What this task involves: Please take the lines from the one holding "let id = self.listeners.subscribe(Box::new(listener));" through the one holding "self.listeners.emit(&event);" in the data below and copy them exactly.

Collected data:
=== Section Start ===

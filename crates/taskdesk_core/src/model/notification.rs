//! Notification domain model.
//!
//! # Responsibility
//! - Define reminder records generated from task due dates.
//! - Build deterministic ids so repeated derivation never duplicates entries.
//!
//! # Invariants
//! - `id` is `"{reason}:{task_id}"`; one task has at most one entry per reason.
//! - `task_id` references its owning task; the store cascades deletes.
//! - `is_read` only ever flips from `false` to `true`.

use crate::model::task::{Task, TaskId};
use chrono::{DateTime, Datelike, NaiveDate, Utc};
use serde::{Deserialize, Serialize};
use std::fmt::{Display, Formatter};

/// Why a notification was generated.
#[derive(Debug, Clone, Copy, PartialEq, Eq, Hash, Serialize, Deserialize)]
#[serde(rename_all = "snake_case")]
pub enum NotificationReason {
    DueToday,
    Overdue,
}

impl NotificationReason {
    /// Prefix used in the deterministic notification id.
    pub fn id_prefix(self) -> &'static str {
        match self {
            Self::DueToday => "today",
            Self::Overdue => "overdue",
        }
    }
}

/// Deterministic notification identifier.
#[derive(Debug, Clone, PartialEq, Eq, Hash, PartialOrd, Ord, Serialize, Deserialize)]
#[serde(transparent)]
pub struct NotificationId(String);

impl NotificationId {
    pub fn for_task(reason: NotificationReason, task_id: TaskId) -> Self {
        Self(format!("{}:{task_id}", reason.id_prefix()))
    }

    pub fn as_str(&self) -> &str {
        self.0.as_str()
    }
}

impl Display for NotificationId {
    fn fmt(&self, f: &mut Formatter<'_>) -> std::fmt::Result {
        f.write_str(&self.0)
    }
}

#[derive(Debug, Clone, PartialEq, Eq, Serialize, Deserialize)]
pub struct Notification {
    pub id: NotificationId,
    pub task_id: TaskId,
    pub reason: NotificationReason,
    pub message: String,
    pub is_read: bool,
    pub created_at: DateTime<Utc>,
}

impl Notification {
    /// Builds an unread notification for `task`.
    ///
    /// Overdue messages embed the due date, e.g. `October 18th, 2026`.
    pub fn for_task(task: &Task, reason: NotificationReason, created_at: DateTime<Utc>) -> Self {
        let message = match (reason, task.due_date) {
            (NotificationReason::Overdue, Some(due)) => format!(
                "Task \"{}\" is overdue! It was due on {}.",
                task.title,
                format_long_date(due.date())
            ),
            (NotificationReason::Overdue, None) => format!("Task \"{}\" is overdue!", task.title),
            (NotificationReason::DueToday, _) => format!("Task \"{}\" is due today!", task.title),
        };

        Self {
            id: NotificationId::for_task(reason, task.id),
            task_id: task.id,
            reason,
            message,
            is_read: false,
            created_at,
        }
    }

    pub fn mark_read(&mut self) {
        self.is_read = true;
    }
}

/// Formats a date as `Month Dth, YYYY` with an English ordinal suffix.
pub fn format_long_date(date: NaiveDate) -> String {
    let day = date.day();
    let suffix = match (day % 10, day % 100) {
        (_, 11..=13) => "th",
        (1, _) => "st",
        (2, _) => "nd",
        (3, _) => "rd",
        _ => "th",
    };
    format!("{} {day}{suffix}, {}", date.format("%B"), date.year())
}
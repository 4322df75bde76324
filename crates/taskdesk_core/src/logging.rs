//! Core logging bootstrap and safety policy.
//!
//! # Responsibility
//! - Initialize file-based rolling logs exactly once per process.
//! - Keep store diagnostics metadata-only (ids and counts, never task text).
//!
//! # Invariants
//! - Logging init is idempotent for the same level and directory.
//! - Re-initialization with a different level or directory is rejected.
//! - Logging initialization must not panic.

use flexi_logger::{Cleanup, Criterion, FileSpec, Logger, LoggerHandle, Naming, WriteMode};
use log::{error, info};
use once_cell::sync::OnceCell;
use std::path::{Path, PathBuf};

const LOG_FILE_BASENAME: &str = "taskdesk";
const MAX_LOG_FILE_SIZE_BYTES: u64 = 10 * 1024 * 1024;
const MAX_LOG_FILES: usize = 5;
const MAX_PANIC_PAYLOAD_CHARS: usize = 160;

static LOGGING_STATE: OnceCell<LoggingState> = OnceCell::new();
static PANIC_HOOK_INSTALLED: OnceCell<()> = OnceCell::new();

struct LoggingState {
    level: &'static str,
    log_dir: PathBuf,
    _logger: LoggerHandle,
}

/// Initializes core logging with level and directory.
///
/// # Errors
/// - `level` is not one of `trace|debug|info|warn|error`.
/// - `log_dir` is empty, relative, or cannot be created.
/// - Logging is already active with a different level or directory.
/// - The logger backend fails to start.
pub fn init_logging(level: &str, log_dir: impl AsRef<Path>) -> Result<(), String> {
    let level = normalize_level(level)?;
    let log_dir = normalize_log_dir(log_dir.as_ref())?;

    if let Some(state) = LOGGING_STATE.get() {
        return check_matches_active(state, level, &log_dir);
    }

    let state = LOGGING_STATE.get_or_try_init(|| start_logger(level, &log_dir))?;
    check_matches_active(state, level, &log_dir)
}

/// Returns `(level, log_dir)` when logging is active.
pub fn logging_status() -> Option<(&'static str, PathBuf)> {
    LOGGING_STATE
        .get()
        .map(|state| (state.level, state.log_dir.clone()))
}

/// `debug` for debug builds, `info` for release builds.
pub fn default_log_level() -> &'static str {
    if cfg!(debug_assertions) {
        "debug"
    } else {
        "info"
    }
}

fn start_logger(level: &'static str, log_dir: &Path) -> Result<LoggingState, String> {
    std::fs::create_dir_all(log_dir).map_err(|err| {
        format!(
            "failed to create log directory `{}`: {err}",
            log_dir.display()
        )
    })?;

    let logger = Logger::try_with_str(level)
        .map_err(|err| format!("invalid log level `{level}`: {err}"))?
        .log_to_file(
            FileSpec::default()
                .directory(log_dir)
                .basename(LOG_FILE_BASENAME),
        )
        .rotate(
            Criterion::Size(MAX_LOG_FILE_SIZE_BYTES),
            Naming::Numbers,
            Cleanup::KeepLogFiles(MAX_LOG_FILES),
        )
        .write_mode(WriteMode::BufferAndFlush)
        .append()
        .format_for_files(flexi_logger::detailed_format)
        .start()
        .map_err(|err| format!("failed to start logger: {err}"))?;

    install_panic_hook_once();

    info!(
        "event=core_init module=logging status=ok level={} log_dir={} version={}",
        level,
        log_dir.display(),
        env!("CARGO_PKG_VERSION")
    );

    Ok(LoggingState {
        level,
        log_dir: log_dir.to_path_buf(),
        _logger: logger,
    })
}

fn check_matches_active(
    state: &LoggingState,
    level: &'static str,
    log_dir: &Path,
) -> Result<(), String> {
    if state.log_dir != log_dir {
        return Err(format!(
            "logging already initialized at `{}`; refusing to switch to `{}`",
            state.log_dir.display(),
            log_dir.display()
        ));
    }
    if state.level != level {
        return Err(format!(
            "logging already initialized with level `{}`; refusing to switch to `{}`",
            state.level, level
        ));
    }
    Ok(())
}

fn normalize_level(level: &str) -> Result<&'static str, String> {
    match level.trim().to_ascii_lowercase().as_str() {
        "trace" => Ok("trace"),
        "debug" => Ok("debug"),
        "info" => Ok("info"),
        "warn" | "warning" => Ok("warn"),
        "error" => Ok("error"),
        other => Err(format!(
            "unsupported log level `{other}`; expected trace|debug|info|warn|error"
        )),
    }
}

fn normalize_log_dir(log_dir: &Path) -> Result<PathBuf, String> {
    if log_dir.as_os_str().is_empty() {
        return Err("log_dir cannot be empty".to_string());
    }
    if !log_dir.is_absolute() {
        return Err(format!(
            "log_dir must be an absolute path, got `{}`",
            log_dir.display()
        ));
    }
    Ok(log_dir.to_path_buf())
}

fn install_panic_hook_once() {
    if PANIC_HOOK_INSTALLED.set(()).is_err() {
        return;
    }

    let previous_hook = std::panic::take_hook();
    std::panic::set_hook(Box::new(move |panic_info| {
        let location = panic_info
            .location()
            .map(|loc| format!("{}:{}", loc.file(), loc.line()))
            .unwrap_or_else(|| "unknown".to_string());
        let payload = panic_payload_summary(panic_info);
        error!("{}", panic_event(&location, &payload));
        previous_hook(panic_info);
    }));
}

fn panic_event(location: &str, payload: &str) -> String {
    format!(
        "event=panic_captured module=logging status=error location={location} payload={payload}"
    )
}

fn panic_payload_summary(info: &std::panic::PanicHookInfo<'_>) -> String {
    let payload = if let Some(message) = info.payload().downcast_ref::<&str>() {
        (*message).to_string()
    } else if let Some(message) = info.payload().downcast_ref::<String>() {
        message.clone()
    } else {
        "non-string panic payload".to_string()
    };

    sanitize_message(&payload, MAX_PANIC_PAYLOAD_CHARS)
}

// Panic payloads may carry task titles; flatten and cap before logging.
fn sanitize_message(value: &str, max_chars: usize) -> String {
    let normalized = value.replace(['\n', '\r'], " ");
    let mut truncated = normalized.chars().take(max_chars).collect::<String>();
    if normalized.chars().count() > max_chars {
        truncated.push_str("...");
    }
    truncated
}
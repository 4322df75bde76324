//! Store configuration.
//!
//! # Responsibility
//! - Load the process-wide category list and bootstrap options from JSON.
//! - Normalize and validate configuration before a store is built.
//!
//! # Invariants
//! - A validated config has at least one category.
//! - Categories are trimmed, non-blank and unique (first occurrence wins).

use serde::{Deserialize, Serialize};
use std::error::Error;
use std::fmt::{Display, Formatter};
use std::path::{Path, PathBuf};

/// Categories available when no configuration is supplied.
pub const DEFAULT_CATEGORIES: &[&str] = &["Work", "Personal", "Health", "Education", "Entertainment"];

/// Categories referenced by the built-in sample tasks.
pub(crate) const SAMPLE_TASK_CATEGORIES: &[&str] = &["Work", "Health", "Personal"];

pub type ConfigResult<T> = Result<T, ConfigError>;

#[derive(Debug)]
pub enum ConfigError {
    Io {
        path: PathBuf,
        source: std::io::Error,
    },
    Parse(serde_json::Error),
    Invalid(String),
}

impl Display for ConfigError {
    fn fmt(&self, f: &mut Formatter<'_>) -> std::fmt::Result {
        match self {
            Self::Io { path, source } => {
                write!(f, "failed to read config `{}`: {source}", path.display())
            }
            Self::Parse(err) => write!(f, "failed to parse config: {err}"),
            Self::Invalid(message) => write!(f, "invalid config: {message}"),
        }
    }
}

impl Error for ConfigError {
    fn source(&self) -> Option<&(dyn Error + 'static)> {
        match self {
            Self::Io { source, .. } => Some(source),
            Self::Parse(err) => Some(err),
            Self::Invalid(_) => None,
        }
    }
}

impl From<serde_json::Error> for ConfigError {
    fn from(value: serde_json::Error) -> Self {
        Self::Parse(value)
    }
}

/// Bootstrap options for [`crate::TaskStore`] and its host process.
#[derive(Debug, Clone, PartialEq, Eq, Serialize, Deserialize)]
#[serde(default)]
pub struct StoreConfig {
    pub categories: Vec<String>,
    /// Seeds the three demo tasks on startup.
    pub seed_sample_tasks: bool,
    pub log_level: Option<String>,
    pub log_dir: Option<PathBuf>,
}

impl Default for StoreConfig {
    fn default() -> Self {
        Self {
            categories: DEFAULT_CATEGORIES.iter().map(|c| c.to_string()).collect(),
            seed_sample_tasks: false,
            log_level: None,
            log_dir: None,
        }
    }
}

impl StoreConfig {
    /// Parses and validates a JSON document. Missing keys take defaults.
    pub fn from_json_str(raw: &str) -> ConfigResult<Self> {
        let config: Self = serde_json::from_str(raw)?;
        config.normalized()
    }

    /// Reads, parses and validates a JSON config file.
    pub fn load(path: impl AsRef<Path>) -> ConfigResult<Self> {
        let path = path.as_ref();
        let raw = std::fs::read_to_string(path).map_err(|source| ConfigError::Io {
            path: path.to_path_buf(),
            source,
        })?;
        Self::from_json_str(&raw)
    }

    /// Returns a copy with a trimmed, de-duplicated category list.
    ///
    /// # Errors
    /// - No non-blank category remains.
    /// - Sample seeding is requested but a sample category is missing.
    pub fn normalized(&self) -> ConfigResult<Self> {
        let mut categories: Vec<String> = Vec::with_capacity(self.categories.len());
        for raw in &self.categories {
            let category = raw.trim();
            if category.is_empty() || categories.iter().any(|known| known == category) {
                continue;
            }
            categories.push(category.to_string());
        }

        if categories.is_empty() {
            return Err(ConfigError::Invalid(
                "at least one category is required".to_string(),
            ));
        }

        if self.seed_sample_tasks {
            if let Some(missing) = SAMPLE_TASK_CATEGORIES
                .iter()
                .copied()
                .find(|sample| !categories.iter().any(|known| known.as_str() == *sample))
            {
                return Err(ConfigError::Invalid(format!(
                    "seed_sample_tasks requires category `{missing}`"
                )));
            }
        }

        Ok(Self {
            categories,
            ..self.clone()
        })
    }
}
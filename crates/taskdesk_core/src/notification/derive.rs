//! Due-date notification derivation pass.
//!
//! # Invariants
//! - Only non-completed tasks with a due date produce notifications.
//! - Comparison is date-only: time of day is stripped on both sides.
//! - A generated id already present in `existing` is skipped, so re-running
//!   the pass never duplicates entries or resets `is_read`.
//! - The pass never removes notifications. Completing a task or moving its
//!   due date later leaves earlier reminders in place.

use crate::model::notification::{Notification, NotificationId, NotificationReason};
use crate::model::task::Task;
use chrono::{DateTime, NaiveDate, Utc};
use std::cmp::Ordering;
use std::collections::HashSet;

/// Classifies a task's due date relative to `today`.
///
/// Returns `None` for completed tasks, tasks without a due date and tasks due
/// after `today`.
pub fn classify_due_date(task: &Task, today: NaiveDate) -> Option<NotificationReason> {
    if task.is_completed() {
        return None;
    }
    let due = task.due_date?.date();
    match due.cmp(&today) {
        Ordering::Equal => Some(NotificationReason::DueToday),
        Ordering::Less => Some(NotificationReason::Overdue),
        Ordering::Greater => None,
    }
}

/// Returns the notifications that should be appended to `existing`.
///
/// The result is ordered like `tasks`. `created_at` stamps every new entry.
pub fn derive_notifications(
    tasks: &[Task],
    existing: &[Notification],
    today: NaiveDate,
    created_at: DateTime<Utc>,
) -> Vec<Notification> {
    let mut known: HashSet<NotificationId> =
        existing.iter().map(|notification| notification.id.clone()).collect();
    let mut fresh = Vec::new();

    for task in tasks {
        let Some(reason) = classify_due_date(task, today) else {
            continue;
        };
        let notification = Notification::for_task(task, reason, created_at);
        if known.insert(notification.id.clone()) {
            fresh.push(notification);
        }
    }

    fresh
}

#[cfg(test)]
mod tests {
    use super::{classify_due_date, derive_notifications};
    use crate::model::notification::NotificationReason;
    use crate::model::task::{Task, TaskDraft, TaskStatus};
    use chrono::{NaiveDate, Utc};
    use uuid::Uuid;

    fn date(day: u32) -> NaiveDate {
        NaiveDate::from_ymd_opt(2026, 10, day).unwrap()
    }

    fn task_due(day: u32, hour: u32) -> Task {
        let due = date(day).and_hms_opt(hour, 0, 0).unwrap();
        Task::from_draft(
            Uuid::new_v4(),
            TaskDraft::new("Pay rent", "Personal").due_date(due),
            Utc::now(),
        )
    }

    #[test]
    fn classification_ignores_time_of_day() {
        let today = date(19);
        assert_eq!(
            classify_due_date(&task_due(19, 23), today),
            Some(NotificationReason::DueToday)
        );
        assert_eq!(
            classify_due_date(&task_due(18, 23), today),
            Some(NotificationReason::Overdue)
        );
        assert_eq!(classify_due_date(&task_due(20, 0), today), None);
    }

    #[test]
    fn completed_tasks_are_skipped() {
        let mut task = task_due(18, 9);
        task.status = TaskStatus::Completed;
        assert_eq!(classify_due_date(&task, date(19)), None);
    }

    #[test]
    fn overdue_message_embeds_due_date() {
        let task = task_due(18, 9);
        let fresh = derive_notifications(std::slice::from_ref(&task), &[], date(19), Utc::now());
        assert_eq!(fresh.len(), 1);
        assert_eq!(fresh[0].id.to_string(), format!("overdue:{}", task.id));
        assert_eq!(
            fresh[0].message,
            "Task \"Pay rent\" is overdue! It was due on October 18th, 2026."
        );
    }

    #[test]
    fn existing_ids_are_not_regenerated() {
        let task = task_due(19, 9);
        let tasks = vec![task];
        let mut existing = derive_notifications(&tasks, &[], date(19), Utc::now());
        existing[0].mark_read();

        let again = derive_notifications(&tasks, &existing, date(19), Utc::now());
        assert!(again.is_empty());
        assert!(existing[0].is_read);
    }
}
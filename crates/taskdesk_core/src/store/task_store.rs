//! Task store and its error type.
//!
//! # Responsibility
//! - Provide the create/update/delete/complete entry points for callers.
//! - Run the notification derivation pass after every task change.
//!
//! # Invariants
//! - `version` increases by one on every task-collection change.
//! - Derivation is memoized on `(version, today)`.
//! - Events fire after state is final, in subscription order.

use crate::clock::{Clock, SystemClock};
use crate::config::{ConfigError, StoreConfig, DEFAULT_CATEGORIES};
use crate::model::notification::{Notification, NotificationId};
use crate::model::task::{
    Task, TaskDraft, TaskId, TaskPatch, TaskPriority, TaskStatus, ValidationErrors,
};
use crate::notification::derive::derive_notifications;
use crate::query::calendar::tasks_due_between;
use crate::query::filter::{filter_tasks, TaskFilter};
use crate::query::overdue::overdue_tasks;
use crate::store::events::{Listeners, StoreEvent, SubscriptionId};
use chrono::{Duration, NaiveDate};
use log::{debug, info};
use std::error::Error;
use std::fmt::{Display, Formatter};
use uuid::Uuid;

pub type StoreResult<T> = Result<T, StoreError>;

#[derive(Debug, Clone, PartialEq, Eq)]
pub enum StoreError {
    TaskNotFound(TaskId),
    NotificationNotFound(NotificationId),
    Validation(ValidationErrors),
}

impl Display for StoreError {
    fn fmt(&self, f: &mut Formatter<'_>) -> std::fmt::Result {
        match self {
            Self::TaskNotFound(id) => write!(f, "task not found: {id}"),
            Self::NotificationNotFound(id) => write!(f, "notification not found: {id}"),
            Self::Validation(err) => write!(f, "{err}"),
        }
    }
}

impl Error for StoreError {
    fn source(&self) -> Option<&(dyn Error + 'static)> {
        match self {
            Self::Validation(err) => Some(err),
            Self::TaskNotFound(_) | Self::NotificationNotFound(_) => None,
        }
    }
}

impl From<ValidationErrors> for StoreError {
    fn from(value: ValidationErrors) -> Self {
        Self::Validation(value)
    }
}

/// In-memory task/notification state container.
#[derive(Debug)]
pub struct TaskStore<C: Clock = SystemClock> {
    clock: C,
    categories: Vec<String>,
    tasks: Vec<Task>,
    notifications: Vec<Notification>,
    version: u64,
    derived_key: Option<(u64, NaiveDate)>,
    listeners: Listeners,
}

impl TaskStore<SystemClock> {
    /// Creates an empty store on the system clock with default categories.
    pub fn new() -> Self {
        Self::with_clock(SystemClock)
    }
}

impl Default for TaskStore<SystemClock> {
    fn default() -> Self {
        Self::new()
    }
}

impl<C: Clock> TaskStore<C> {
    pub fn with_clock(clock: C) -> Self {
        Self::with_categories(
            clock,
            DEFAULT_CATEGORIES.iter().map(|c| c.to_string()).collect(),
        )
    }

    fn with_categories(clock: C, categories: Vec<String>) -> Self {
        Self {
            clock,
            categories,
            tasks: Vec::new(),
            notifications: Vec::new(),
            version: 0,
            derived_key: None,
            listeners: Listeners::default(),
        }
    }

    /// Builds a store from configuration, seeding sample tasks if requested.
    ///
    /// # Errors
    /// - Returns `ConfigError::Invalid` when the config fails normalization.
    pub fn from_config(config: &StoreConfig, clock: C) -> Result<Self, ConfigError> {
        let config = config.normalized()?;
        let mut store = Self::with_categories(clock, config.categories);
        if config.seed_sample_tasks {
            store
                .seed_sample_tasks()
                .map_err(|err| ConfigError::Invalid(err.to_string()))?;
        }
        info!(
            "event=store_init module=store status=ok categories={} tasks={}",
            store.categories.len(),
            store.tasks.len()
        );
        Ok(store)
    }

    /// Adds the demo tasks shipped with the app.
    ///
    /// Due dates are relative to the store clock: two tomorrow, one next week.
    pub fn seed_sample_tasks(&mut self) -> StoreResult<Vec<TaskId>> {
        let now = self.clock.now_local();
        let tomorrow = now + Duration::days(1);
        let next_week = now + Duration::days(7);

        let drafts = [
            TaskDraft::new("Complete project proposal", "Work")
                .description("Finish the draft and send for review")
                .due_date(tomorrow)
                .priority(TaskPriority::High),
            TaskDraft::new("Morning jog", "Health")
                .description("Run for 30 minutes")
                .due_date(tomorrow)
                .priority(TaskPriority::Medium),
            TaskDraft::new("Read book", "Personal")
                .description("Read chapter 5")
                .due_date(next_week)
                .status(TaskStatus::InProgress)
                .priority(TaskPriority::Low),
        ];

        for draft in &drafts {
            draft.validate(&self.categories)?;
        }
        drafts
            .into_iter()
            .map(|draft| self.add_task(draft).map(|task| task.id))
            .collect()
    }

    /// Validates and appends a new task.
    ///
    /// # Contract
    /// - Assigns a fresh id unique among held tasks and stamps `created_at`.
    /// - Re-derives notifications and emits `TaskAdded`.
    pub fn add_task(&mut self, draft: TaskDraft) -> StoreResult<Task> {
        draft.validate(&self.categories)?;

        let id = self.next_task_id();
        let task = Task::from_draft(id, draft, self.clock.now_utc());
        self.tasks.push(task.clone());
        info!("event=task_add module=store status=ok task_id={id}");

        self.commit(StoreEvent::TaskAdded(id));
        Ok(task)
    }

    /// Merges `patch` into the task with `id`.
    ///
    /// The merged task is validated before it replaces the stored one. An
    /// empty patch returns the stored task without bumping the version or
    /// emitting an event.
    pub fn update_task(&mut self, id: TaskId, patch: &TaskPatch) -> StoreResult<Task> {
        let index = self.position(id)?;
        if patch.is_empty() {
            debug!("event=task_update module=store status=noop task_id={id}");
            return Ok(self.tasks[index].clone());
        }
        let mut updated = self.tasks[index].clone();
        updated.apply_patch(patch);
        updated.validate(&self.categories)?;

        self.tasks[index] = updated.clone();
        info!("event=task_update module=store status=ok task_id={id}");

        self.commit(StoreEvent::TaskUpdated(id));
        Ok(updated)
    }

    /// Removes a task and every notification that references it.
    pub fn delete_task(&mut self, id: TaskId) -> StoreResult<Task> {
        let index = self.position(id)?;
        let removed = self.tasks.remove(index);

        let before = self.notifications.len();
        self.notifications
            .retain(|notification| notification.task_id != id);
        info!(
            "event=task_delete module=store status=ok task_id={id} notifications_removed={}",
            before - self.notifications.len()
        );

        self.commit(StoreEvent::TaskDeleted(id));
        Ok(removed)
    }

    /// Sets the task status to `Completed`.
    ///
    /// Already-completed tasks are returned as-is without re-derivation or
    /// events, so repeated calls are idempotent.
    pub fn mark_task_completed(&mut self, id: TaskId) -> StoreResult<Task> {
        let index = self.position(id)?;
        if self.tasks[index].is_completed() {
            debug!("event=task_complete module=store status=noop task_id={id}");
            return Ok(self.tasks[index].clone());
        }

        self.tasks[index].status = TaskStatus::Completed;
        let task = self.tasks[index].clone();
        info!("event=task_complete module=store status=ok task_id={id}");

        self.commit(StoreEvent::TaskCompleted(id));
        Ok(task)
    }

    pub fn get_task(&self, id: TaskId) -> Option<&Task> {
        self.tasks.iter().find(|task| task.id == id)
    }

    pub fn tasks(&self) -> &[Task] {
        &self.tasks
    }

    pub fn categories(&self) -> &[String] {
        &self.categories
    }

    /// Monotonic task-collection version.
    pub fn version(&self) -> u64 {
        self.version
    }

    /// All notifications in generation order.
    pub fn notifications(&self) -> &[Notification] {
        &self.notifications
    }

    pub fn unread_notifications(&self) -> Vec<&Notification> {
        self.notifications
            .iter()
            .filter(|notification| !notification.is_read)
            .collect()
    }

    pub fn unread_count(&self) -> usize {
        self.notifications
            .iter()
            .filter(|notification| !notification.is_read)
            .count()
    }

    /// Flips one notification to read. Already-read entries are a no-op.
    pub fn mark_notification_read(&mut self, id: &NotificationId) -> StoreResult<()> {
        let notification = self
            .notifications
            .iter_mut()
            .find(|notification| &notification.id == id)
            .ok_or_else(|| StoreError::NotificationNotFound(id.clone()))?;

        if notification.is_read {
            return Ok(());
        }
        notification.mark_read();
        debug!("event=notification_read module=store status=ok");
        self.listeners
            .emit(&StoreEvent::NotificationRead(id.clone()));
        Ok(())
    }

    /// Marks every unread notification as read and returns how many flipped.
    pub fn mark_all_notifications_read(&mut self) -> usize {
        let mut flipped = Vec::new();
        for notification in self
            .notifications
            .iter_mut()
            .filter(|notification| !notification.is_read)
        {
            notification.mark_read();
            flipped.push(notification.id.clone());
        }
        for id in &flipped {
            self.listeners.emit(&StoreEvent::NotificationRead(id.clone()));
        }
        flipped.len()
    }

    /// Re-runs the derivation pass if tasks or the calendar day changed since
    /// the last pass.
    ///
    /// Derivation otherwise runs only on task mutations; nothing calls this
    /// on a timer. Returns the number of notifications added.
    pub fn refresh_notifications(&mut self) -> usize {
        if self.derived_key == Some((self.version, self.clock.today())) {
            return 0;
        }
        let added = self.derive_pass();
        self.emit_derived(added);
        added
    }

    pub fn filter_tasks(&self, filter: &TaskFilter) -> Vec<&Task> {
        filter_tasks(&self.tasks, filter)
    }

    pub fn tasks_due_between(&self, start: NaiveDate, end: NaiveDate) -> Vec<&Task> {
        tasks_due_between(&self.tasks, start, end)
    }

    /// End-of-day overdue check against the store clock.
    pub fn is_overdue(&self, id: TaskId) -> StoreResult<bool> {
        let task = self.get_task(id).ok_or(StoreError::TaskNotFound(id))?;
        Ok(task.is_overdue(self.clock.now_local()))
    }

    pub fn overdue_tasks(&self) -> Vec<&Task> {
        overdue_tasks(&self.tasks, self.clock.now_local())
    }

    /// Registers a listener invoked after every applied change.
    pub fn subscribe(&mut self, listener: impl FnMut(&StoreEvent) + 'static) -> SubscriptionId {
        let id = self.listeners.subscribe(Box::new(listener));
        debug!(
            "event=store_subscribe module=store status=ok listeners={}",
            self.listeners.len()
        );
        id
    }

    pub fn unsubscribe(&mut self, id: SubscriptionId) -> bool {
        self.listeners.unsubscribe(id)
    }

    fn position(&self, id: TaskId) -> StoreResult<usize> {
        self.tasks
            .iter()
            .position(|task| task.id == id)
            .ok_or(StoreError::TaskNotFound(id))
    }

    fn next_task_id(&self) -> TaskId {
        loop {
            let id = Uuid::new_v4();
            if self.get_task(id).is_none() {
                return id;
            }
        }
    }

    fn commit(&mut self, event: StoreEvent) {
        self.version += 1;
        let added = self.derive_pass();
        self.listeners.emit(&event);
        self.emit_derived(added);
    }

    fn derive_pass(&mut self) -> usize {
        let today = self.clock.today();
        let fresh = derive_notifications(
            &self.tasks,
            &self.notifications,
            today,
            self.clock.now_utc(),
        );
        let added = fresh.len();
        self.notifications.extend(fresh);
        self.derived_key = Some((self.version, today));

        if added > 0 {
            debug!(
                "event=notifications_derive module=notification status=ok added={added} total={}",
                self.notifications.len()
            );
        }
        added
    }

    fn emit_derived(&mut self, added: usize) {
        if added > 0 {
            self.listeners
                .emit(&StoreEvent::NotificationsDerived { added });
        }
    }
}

=== Section End ===

Response area:
        let id = self.listeners.subscribe(Box::new(listener));
        debug!(
            "event=store_subscribe module=store status=ok listeners={}",
            self.listeners.len()
        );
        id
    }

    pub fn unsubscribe(&mut self, id: SubscriptionId) -> bool {
        self.listeners.unsubscribe(id)
    }

    fn position(&self, id: TaskId) -> StoreResult<usize> {
        self.tasks
            .iter()
            .position(|task| task.id == id)
            .ok_or(StoreError::TaskNotFound(id))
    }

    fn next_task_id(&self) -> TaskId {
        loop {
            let id = Uuid::new_v4();
            if self.get_task(id).is_none() {
                return id;
            }
        }
    }

    fn commit(&mut self, event: StoreEvent) {
        self.version += 1;
        let added = self.derive_pass();
        self.listeners.emit(&event);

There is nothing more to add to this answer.